The United Nations has designated 2013 as the International Year of
Quinoa, and Bolivian President Evo Morales planned to be at a special
session of the world body in New York on Wednesday along with Peru's
first lady, Nadine Heredia, to celebrate. Their countries are the
world's two biggest producers.
Quinoa has been cultivated in the Andean highlands since at least
3000 B.C., growing natively from Chile north to Colombia. It grows best
at high altitudes in climates with cool days and even cooler nights.
In December, Morales mounted a tractor and plowed furrows into the
soil of his highlands hometown, Orinoca, to promote quinoa as sowing
season got under way. Townspeople sacrificed a llama to ask Pachamama,
or Mother Earth, for a good harvest.
But last week, Morales was out chastising farmers for having planted
quinoa in pastures where llamas traditionally graze. Without the llamas'
manure, little would grow in the arid highlands more than two miles
(three kilometers) high where the most prized variety of quinoa
originates.
"Quinoa goes hand in hand with the natural fertilizer that llamas
produce and there must be a nutritional crossing between the two," said
Rossmary Jaldin, an expert in the crop.
Bolivia's deputy minister of rural development, Victor Hugo Vasquez,
said 30 percent of his country's 70,000 quinoa producers are now
children of peasants who left the farm but have been drawn back by high
quinoa prices.
He and the president of Bolivia's National Association of Quinoa
Producers, Juan Crispin, say many of the growers don't follow
traditional farming methods and are depleting soils because they don't
rotate crops.
"We're not going to work with them," said Vasquez. "We are not going to help them."
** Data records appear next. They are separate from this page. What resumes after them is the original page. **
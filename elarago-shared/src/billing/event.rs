/// Webhook event parsing
///
/// Parses the provider's JSON envelope (`{"type": ..., "data": {"object":
/// ...}}`) into a typed [`BillingEvent`]. Parsing is deliberately lenient:
/// fields the provider may omit become `None`, and event kinds this system
/// does not handle (or recognized kinds missing the reference needed to act)
/// become [`BillingEvent::Ignored`] rather than errors. Only a payload that
/// is not valid JSON (or has no `type`) is a parse failure.

use serde::Deserialize;
use serde_json::Value as JsonValue;

/// Parse errors for webhook payloads
#[derive(Debug, thiserror::Error)]
pub enum EventParseError {
    /// Payload is not valid JSON
    #[error("Invalid JSON payload: {0}")]
    InvalidJson(#[from] serde_json::Error),

    /// Payload has no event type
    #[error("Payload has no event type")]
    MissingType,
}

/// A billing event, as far as this system cares about it
#[derive(Debug, Clone, PartialEq)]
pub enum BillingEvent {
    /// A hosted checkout completed for one of our users
    ///
    /// `user_ref` is the client reference we attached when creating the
    /// session; the provider echoes it back.
    CheckoutCompleted {
        user_ref: Option<String>,
        customer_ref: Option<String>,
        subscription_ref: Option<String>,
    },

    /// A subscription was created or updated
    SubscriptionUpserted {
        customer_ref: String,
        subscription_ref: String,
        status: String,
        period_end: Option<i64>,
    },

    /// A subscription was deleted
    SubscriptionDeleted { customer_ref: String },

    /// Any event kind this system does not act on
    Ignored { kind: String },
}

#[derive(Debug, Deserialize)]
struct Envelope {
    #[serde(rename = "type")]
    kind: Option<String>,

    #[serde(default)]
    data: EnvelopeData,
}

#[derive(Debug, Default, Deserialize)]
struct EnvelopeData {
    #[serde(default)]
    object: JsonValue,
}

fn str_field(object: &JsonValue, key: &str) -> Option<String> {
    object.get(key).and_then(|v| v.as_str()).map(str::to_string)
}

/// Parses a raw webhook payload into a [`BillingEvent`]
///
/// # Errors
///
/// Returns [`EventParseError`] only for malformed payloads; unrecognized
/// event kinds parse successfully as [`BillingEvent::Ignored`].
pub fn parse_event(payload: &[u8]) -> Result<BillingEvent, EventParseError> {
    let envelope: Envelope = serde_json::from_slice(payload)?;
    let kind = envelope.kind.ok_or(EventParseError::MissingType)?;
    let object = &envelope.data.object;

    let event = match kind.as_str() {
        "checkout.session.completed" => BillingEvent::CheckoutCompleted {
            user_ref: str_field(object, "client_reference_id"),
            customer_ref: str_field(object, "customer"),
            subscription_ref: str_field(object, "subscription"),
        },

        "customer.subscription.created" | "customer.subscription.updated" => {
            // Without a customer and subscription reference there is nothing
            // to reconcile against.
            match (str_field(object, "customer"), str_field(object, "id")) {
                (Some(customer_ref), Some(subscription_ref)) => {
                    BillingEvent::SubscriptionUpserted {
                        customer_ref,
                        subscription_ref,
                        status: str_field(object, "status").unwrap_or_default(),
                        period_end: object.get("current_period_end").and_then(|v| v.as_i64()),
                    }
                }
                _ => BillingEvent::Ignored { kind },
            }
        }

        "customer.subscription.deleted" => match str_field(object, "customer") {
            Some(customer_ref) => BillingEvent::SubscriptionDeleted { customer_ref },
            None => BillingEvent::Ignored { kind },
        },

        _ => BillingEvent::Ignored { kind },
    };

    Ok(event)
}

#[cfg(test)]
mod tests {
    use super::*;
    use serde_json::json;

    #[test]
    fn test_parse_checkout_completed() {
        let payload = json!({
            "type": "checkout.session.completed",
            "data": {
                "object": {
                    "client_reference_id": "4b1c0b86-30f1-44e5-ba4f-f9a9e1afeef9",
                    "customer": "cus_123",
                    "subscription": "sub_456"
                }
            }
        });

        let event = parse_event(payload.to_string().as_bytes()).unwrap();
        assert_eq!(
            event,
            BillingEvent::CheckoutCompleted {
                user_ref: Some("4b1c0b86-30f1-44e5-ba4f-f9a9e1afeef9".to_string()),
                customer_ref: Some("cus_123".to_string()),
                subscription_ref: Some("sub_456".to_string()),
            }
        );
    }

    #[test]
    fn test_parse_checkout_completed_without_references() {
        // The provider may send events for unrelated test activity
        let payload = json!({
            "type": "checkout.session.completed",
            "data": {"object": {}}
        });

        let event = parse_event(payload.to_string().as_bytes()).unwrap();
        assert_eq!(
            event,
            BillingEvent::CheckoutCompleted {
                user_ref: None,
                customer_ref: None,
                subscription_ref: None,
            }
        );
    }

    #[test]
    fn test_parse_subscription_updated() {
        let payload = json!({
            "type": "customer.subscription.updated",
            "data": {
                "object": {
                    "id": "sub_456",
                    "customer": "cus_123",
                    "status": "active",
                    "current_period_end": 1735689600
                }
            }
        });

        let event = parse_event(payload.to_string().as_bytes()).unwrap();
        assert_eq!(
            event,
            BillingEvent::SubscriptionUpserted {
                customer_ref: "cus_123".to_string(),
                subscription_ref: "sub_456".to_string(),
                status: "active".to_string(),
                period_end: Some(1735689600),
            }
        );
    }

    #[test]
    fn test_parse_subscription_created_same_as_updated() {
        let payload = json!({
            "type": "customer.subscription.created",
            "data": {
                "object": {"id": "sub_1", "customer": "cus_1", "status": "trialing"}
            }
        });

        let event = parse_event(payload.to_string().as_bytes()).unwrap();
        assert!(matches!(
            event,
            BillingEvent::SubscriptionUpserted { period_end: None, .. }
        ));
    }

    #[test]
    fn test_parse_subscription_upsert_without_customer_is_ignored() {
        let payload = json!({
            "type": "customer.subscription.updated",
            "data": {"object": {"id": "sub_456"}}
        });

        let event = parse_event(payload.to_string().as_bytes()).unwrap();
        assert!(matches!(event, BillingEvent::Ignored { .. }));
    }

    #[test]
    fn test_parse_subscription_deleted() {
        let payload = json!({
            "type": "customer.subscription.deleted",
            "data": {"object": {"id": "sub_456", "customer": "cus_123"}}
        });

        let event = parse_event(payload.to_string().as_bytes()).unwrap();
        assert_eq!(
            event,
            BillingEvent::SubscriptionDeleted {
                customer_ref: "cus_123".to_string()
            }
        );
    }

    #[test]
    fn test_parse_unrecognized_kind_is_ignored() {
        let payload = json!({
            "type": "invoice.payment_succeeded",
            "data": {"object": {}}
        });

        let event = parse_event(payload.to_string().as_bytes()).unwrap();
        assert_eq!(
            event,
            BillingEvent::Ignored {
                kind: "invoice.payment_succeeded".to_string()
            }
        );
    }

    #[test]
    fn test_parse_invalid_json_is_an_error() {
        let result = parse_event(b"not json");
        assert!(matches!(result, Err(EventParseError::InvalidJson(_))));
    }

    #[test]
    fn test_parse_missing_type_is_an_error() {
        let result = parse_event(b"{\"data\": {\"object\": {}}}");
        assert!(matches!(result, Err(EventParseError::MissingType)));
    }
}
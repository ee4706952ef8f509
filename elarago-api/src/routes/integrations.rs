/// Integration stub endpoints
///
/// Placeholders for integrations that are not built yet; each returns a
/// fixed "stub" payload.
///
/// # Endpoints
///
/// - `GET /integrations/calendar/connect`
/// - `GET /integrations/health/connect`

use axum::Json;
use serde::Serialize;

/// Stub response payload
#[derive(Debug, Serialize)]
pub struct StubResponse {
    pub status: &'static str,
    pub message: &'static str,
}

/// Calendar integration stub
pub async fn connect_calendar() -> Json<StubResponse> {
    Json(StubResponse {
        status: "stub",
        message: "Google Calendar OAuth flow placeholder.",
    })
}

/// Health-data integration stub
pub async fn connect_health() -> Json<StubResponse> {
    Json(StubResponse {
        status: "stub",
        message: "Health integration placeholder.",
    })
}
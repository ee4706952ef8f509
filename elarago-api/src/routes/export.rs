/// Spreadsheet export endpoint
///
/// # Endpoint
///
/// ```text
/// GET /export
/// ```
///
/// Snapshots the caller's collections plus the dashboard summary and streams
/// back a five-sheet xlsx workbook as a downloadable attachment. The
/// workbook writer is the opaque sink here: the sheet shapes come from the
/// shared export assembler.

use crate::{
    app::AppState,
    error::{ApiError, ApiResult},
};
use axum::{
    extract::State,
    http::{header, HeaderMap, HeaderValue},
    Extension,
};
use chrono::Utc;
use elarago_shared::{
    auth::AuthContext,
    export::{Cell, ExportSnapshot, EXPORT_FILENAME},
};
use rust_xlsxwriter::Workbook;

const XLSX_CONTENT_TYPE: &str =
    "application/vnd.openxmlformats-officedocument.spreadsheetml.sheet";

/// Export handler
///
/// # Errors
///
/// - `500 Internal Server Error`: snapshot query or workbook rendering failed
pub async fn export_workbook(
    State(state): State<AppState>,
    Extension(auth): Extension<AuthContext>,
) -> ApiResult<(HeaderMap, Vec<u8>)> {
    let today = Utc::now().date_naive();
    let snapshot = ExportSnapshot::capture(&state.db, auth.user_id, today).await?;

    let bytes = render_workbook(&snapshot)
        .map_err(|e| ApiError::InternalError(format!("Workbook rendering failed: {}", e)))?;

    let mut headers = HeaderMap::new();
    headers.insert(
        header::CONTENT_TYPE,
        HeaderValue::from_static(XLSX_CONTENT_TYPE),
    );
    headers.insert(
        header::CONTENT_DISPOSITION,
        HeaderValue::from_str(&format!("attachment; filename=\"{}\"", EXPORT_FILENAME))
            .map_err(|e| ApiError::InternalError(format!("Invalid header value: {}", e)))?,
    );

    Ok((headers, bytes))
}

/// Feeds the assembled sheets into the xlsx writer
fn render_workbook(snapshot: &ExportSnapshot) -> Result<Vec<u8>, rust_xlsxwriter::XlsxError> {
    let mut workbook = Workbook::new();

    for sheet in snapshot.sheets() {
        let worksheet = workbook.add_worksheet();
        worksheet.set_name(sheet.name)?;

        for (col, title) in sheet.header.iter().enumerate() {
            worksheet.write_string(0, col as u16, *title)?;
        }

        for (row, cells) in sheet.rows.iter().enumerate() {
            let row = (row + 1) as u32;
            for (col, cell) in cells.iter().enumerate() {
                let col = col as u16;
                match cell {
                    Cell::Text(text) => {
                        worksheet.write_string(row, col, text)?;
                    }
                    Cell::Number(value) => {
                        worksheet.write_number(row, col, *value)?;
                    }
                    Cell::Empty => {}
                }
            }
        }
    }

    workbook.save_to_buffer()
}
Morales' government declared quinoa a strategic priority two years
ago and has since disbursed $10 million in credits for increasing yields
to cash in on the boom.
The country's quinoa crop expanded from 240 square miles (63,000
hectares) in 2009 to 400 square miles (104,000 hectares) last year, when
it produced a total of 58,000 metric tons, according to the Rural
Development Ministry. That is more than 40 times the production in 2000.
The United States imports 52 percent of Bolivian quinoa while 24
percent goes to Europe, where France and the Netherlands are big buyers.
Peru, meantime, raised its production to 43,640 metric tons last year
from 29,640 tons in 2009 and exported $30 million worth, up 20 percent
from the previous year.
Their gains have caught the attention of potential competitors.
Farmers are beginning to plant quinoa in other countries, including
Canada, Australia, China, India and Paraguay. A few thousand acres are
harvested in a highland valley of the U.S. state of Colorado and also in
Minnesota.
Bolivian farmers are complaining to their government that they need
harvesting machinery since most of their quinoa is harvested by hand.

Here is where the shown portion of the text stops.